4.3 Linear Discriminant Analysis

Suppose \(f_k(x)\) is the class-conditional density of X, and let \(\pi_k\) be the prior-probability, with \(\sum \pi_k = 1\). The Bayes theorem gives us (4.7):

\[ Pr(G = k, X = x) = \cfrac{f_k(x)\pi_k}{\sum_{l=1}^K f_l(x)\pi_l} \]

Suppose that we model each class density as multivariate Gaussian (4.8):

\[ f_k(x) = \cfrac{1}{(2\pi)^{p/2} |\Sigma_k|^{1/2}} e^{-\frac{1}{2}(x-\mu_k)^T\Sigma_k^{-1}(x-\mu_k)} \]

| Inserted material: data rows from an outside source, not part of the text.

//! Seams to the systems the validator does not own.
//!
//! Physical connectors, the connection store, ACLs, and connector-specific
//! migrations are reached only through these traits. All methods are
//! synchronous; hosts running on an async runtime adapt their clients with
//! [`blocking::BlockingProbe`] and run batches on a blocking pool.

pub mod blocking;
pub mod error;

use std::collections::{BTreeMap, BTreeSet};
use std::sync::Arc;

use serde::{Deserialize, Serialize};

pub use error::{BackendError, ConnectionLookupError, MigrationError, PermissionDenied, ProbeResult};

use crate::model::{ConnectionRef, DataSourceSpec, JoinType, SchemaInfo};

/// A connection as seen by the validator.
#[derive(Debug, Clone, PartialEq, Eq, Serialize, Deserialize)]
pub struct Connection {
    pub id: String,
    /// Connector type, e.g. `postgres`.
    pub conn_type: String,
    /// Source type used when a source must be rebuilt from scratch.
    pub default_source_type: String,
}

impl Connection {
    pub fn new(
        id: impl Into<String>,
        conn_type: impl Into<String>,
        default_source_type: impl Into<String>,
    ) -> Self {
        Self {
            id: id.into(),
            conn_type: conn_type.into(),
            default_source_type: default_source_type.into(),
        }
    }
}

/// Connector-neutral description of one piece of a source configuration.
#[derive(Debug, Clone, PartialEq, Eq, Serialize, Deserialize)]
pub struct MigrationDto {
    pub kind: String,
    #[serde(default)]
    pub values: BTreeMap<String, String>,
}

/// Introspection of a physical source.
pub trait SourceProbe: Send + Sync {
    fn source_exists(&self, spec: &DataSourceSpec) -> ProbeResult<bool>;

    /// Backend version string, if the backend reports one.
    fn get_db_info(&self, spec: &DataSourceSpec) -> ProbeResult<Option<String>>;

    fn get_schema_info(&self, spec: &DataSourceSpec) -> ProbeResult<SchemaInfo>;

    /// Join types the connector behind `source_type` can execute.
    fn supported_join_types(&self, source_type: &str) -> BTreeSet<JoinType>;
}

pub trait ConnectionRegistry: Send + Sync {
    fn get_connection(&self, conn_id: &str) -> Result<Connection, ConnectionLookupError>;
}

pub trait PermissionChecker: Send + Sync {
    fn check_read_permission(&self, conn_ids: &[String]) -> Result<(), PermissionDenied>;
}

pub trait ConnectorMigration: Send + Sync {
    fn export_migration_dtos(&self, conn_type: &str, spec: &DataSourceSpec) -> Vec<MigrationDto>;

    fn import_migration_dtos(
        &self,
        conn_type: &str,
        dtos: &[MigrationDto],
        connection_ref: &ConnectionRef,
    ) -> Result<DataSourceSpec, MigrationError>;
}

/// The collaborator set a validator runs against.
#[derive(Clone)]
pub struct Connectors {
    pub probe: Arc<dyn SourceProbe>,
    pub connections: Arc<dyn ConnectionRegistry>,
    pub permissions: Arc<dyn PermissionChecker>,
    pub migration: Arc<dyn ConnectorMigration>,
}

impl Connectors {
    pub fn new(
        probe: Arc<dyn SourceProbe>,
        connections: Arc<dyn ConnectionRegistry>,
        permissions: Arc<dyn PermissionChecker>,
        migration: Arc<dyn ConnectorMigration>,
    ) -> Self {
        Self {
            probe,
            connections,
            permissions,
            migration,
        }
    }
}

impl std::fmt::Debug for Connectors {
    fn fmt(&self, f: &mut std::fmt::Formatter<'_>) -> std::fmt::Result {
        f.debug_struct("Connectors").finish_non_exhaustive()
    }
}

Linear discriminant analysis (LDA) arises when \(\Sigma_k = \Sigma \text{ }\forall k\). The log-ration between two classes \(k \text{ and } l\) is (4.9):

\[ \begin{align} log \cfrac{PR(G=k|X=x)}{PR(G=l|X=x)} &= log \cfrac{f_k(x)}{f_l(x)} + log \cfrac{\pi_k}{\pi_l}\\ &= log \cfrac{\pi_k}{\pi_l} - \frac{1}{2}(\mu_k+\mu_l)^T\Sigma^{-1}(\mu_k - \mu_l) + x^T\Sigma^{-1}(\mu_k-\mu_l), \end{align} \]

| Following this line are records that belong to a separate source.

//! Field lifecycle through whole batches.

mod common;

use common::{apply, apply_with, error_listing, titles};
use facet::model::{codes, AggregationFunction, FieldType, UserDataType};
use facet::testing::{DatasetBuilder, InMemoryConnectors};
use facet::validator::{ValidationFatal, ValidatorMode, ValidatorOptions};
use serde_json::json;

#[test]
fn test_title_validation_is_idempotent() {
    let conn = InMemoryConnectors::orders();
    let mut ds = DatasetBuilder::orders().build();
    let batch = json!([
        {"action": "update_field", "field": {"id": "status", "title": "Amount"}},
    ]);

    apply(&mut ds, &conn, batch.clone()).unwrap();
    let first = ds.error_registry.clone();
    apply(&mut ds, &conn, batch).unwrap();

    assert_eq!(ds.error_registry, first);
    insta::assert_snapshot!(error_listing(&ds), @r"
    amount ERR.DS_API.FIELD.TITLE.CONFLICT
    status ERR.DS_API.FIELD.TITLE.CONFLICT
    ");
    assert!(!ds.field("amount").unwrap().valid);

    apply(
        &mut ds,
        &conn,
        json!([{"action": "update_field", "field": {"id": "status", "title": "Status"}}]),
    )
    .unwrap();
    assert!(ds.error_registry.is_empty());
    assert!(ds.result_schema.iter().all(|f| f.valid));
}

#[test]
fn test_rename_keeps_guid_formula() {
    let conn = InMemoryConnectors::orders();
    let mut ds = DatasetBuilder::orders().build();
    apply(
        &mut ds,
        &conn,
        json!([
            {"action": "add_field", "field": {"id": "next_id", "title": "Next", "formula": "[Id]+1"}},
            {"action": "update_field", "field": {"id": "id", "title": "Order Id"}},
        ]),
    )
    .unwrap();

    let next = ds.field("next_id").unwrap();
    assert_eq!(next.formula(), Some("[Order Id]+1"));
    assert_eq!(next.guid_formula(), Some("[id]+1"));
    assert!(next.valid);
}

#[test]
fn test_rename_reaches_second_hop() {
    let conn = InMemoryConnectors::orders();
    let mut ds = DatasetBuilder::orders().build();
    apply(
        &mut ds,
        &conn,
        json!([
            {"action": "add_field", "field": {"id": "double", "title": "Double", "formula": "[Amount] * 2"}},
            {"action": "add_field", "field": {"id": "quad", "title": "Quad", "formula": "[Double] * 2"}},
            {"action": "update_field", "field": {"id": "double", "title": "Twice"}},
            {"action": "update_field", "field": {"id": "amount", "cast": "integer"}},
        ]),
    )
    .unwrap();

    assert_eq!(ds.field("quad").unwrap().formula(), Some("[Twice] * 2"));
    assert_eq!(ds.field("double").unwrap().data_type, Some(UserDataType::Integer));
    assert_eq!(ds.field("quad").unwrap().data_type, Some(UserDataType::Integer));
}

#[test]
fn test_cycles_rejected_without_self_edges() {
    let conn = InMemoryConnectors::orders();
    let mut ds = DatasetBuilder::orders().build();
    apply(
        &mut ds,
        &conn,
        json!([
            {"action": "add_field", "field": {"id": "loop", "title": "Loop", "formula": "[Loop] + 1"}},
            {"action": "add_field", "field": {"id": "a", "title": "A", "formula": "[Amount] + 1"}},
            {"action": "add_field", "field": {"id": "b", "title": "B", "formula": "[A] + 1"}},
            {"action": "update_field", "field": {"id": "a", "formula": "[B] + 1"}},
        ]),
    )
    .unwrap();

    assert!(ds.error_registry.has_error("loop", codes::FORMULA_RECURSION));
    assert!(ds.lineage.direct_references("loop").is_empty());
    assert!(ds.error_registry.has_error("a", codes::FORMULA_RECURSION));
    assert!(ds.error_registry.has_error("b", codes::FORMULA_RECURSION));
    assert!(ds.lineage.detect_cycles().is_empty());
    assert!(!ds.field("a").unwrap().valid);
    assert!(!ds.field("b").unwrap().valid);

    // Breaking the loop clears both members.
    apply(
        &mut ds,
        &conn,
        json!([{"action": "update_field", "field": {"id": "a", "formula": "[Amount] + 1"}}]),
    )
    .unwrap();
    assert!(ds.field("a").unwrap().valid);
    assert!(ds.field("b").unwrap().valid);
    assert!(!ds.error_registry.has_error("b", codes::FORMULA_RECURSION));
    assert_eq!(
        ds.lineage.direct_references("b").iter().collect::<Vec<_>>(),
        ["a"]
    );
}

#[test]
fn test_cast_follows_inferred_type_unless_pinned() {
    let conn = InMemoryConnectors::orders();
    let mut ds = DatasetBuilder::orders().build();
    apply(
        &mut ds,
        &conn,
        json!([
            {"action": "add_field", "field": {"id": "f", "title": "F", "formula": "#2020-01-01#"}},
            {"action": "add_field", "field": {"id": "follower", "title": "Follower", "formula": "[F]"}},
            {"action": "add_field", "field": {"id": "pinned", "title": "Pinned", "formula": "[F]", "cast": "string"}},
        ]),
    )
    .unwrap();
    assert_eq!(ds.field("f").unwrap().cast, Some(UserDataType::Date));
    assert_eq!(ds.field("follower").unwrap().cast, Some(UserDataType::Date));

    apply(
        &mut ds,
        &conn,
        json!([{"action": "update_field", "field": {"id": "f", "formula": "INT(1.5)"}}]),
    )
    .unwrap();

    let f = ds.field("f").unwrap();
    assert_eq!(f.initial_data_type, Some(UserDataType::Integer));
    assert_eq!(f.cast, Some(UserDataType::Integer));
    assert_eq!(ds.field("follower").unwrap().cast, Some(UserDataType::Integer));
    assert_eq!(ds.field("pinned").unwrap().cast, Some(UserDataType::String));
}

#[test]
fn test_cast_follows_across_two_hops() {
    let conn = InMemoryConnectors::orders();
    let mut ds = DatasetBuilder::orders().build();
    apply(
        &mut ds,
        &conn,
        json!([
            {"action": "add_field", "field": {"id": "f", "title": "F", "formula": "#2020-01-01#"}},
            {"action": "add_field", "field": {"id": "g", "title": "G", "formula": "[F]"}},
            {"action": "add_field", "field": {"id": "h", "title": "H", "formula": "[G]"}},
        ]),
    )
    .unwrap();
    assert_eq!(ds.field("h").unwrap().cast, Some(UserDataType::Date));

    apply(
        &mut ds,
        &conn,
        json!([{"action": "update_field", "field": {"id": "f", "formula": "INT(1.5)"}}]),
    )
    .unwrap();

    for id in ["f", "g", "h"] {
        let field = ds.field(id).unwrap();
        assert_eq!(field.initial_data_type, Some(UserDataType::Integer), "{}", id);
        assert_eq!(field.cast, Some(UserDataType::Integer), "{}", id);
        assert_eq!(field.data_type, Some(UserDataType::Integer), "{}", id);
    }
    assert!(ds.error_registry.is_empty());
}

#[test]
fn test_parameter_defaults_visible_to_batch() {
    let conn = InMemoryConnectors::orders();
    let mut ds = DatasetBuilder::orders().build();
    apply(
        &mut ds,
        &conn,
        json!([
            {"action": "add_field", "field": {"id": "net", "title": "Net", "formula": "[Amount] * [Rate]"}},
            {"action": "add_field", "field": {"id": "rate", "title": "Rate", "default_value": 0.8}},
        ]),
    )
    .unwrap();

    assert_eq!(titles(&ds)[4..], ["Rate", "Net"]);
    assert!(ds.field("net").unwrap().valid);
    assert_eq!(ds.field("net").unwrap().data_type, Some(UserDataType::Float));
}

#[test]
fn test_order_index_and_clone() {
    let conn = InMemoryConnectors::orders();
    let mut ds = DatasetBuilder::orders().build();
    apply(
        &mut ds,
        &conn,
        json!([
            {"action": "add_field", "order_index": 0, "field": {"id": "one", "title": "One", "formula": "1"}},
            {"action": "clone_field", "from_id": "amount", "field": {"id": "amount_avg", "title": "Avg amount", "aggregation": "avg"}},
        ]),
    )
    .unwrap();

    assert_eq!(ds.result_schema[0].id, "one");
    let avg = ds.field("amount_avg").unwrap();
    assert_eq!(avg.aggregation, AggregationFunction::Avg);
    assert_eq!(avg.field_type, FieldType::Measure);
    assert_eq!(avg.source(), Some("amount"));
}

#[test]
fn test_fatal_aborts_batch() {
    let conn = InMemoryConnectors::orders();
    let mut ds = DatasetBuilder::orders().build();
    let result = apply(
        &mut ds,
        &conn,
        json!([
            {"action": "add_field", "field": {"id": "x", "title": "X", "formula": "1"}},
            {"action": "add_field", "field": {"id": "s1", "title": "Y", "formula": "2"}},
        ]),
    );
    assert!(matches!(result, Err(ValidationFatal::IdCollision { .. })));
}

#[test]
fn test_data_api_allows_field_edits_only() {
    let conn = InMemoryConnectors::orders();
    let mut ds = DatasetBuilder::orders().build();
    let options = ValidatorOptions::default().with_mode(ValidatorMode::DataApi);
    apply_with(
        &mut ds,
        &conn,
        options.clone(),
        json!([{"action": "add_field", "field": {"id": "x", "title": "X", "formula": "[Amount] + 1"}}]),
    )
    .unwrap();
    assert!(ds.field("x").unwrap().valid);

    let result = apply_with(
        &mut ds,
        &conn,
        options,
        json!([{"action": "refresh_source", "id": "s1"}]),
    );
    assert!(matches!(result, Err(ValidationFatal::NotAllowedInMode { .. })));
}

#[test]
fn test_soft_limit_warning_cleared() {
    let conn = InMemoryConnectors::orders();
    let mut ds = DatasetBuilder::orders().build();
    let options = ValidatorOptions::default().with_field_limits(4, 10);
    apply_with(
        &mut ds,
        &conn,
        options.clone(),
        json!([{"action": "add_field", "field": {"id": "x", "title": "X", "formula": "1"}}]),
    )
    .unwrap();
    assert!(ds
        .error_registry
        .has_error("__result_schema__", codes::TOO_MANY_FIELDS));
    assert!(ds.result_schema.iter().all(|f| f.valid));

    apply_with(
        &mut ds,
        &conn,
        options,
        json!([{"action": "delete_field", "id": "x"}]),
    )
    .unwrap();
    assert!(ds.error_registry.is_empty());
}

an equation is linear in x.

From (4.9) we see that the linear discriminant functions (4.10):

\[ \delta_k(x) = x^T\Sigma^{-1}\mu_k - \frac{1}{2}\mu_k^T\Sigma^{-1}\mu_k + log \pi_k \]

are an equivalent description of the decision rule, with \(G(x) = argmax_k \delta_k(x)\).

In practice we do not know the parameters of the Gaussian distributions, and will need to estimate them using the training data:

\(\hat{\pi_k} = N_k / N, N_k\) is the number of class-k observations;
\(\hat{\mu}_k = \sum_{g_i = k} x_i / N_k\)
\(\hat{\Sigma} = \sum_{k=1}^K\sum_{g_i=k} (x_i - \hat{\mu}_k)(x_i-\hat{\mu}_k)^T / (N - K)\)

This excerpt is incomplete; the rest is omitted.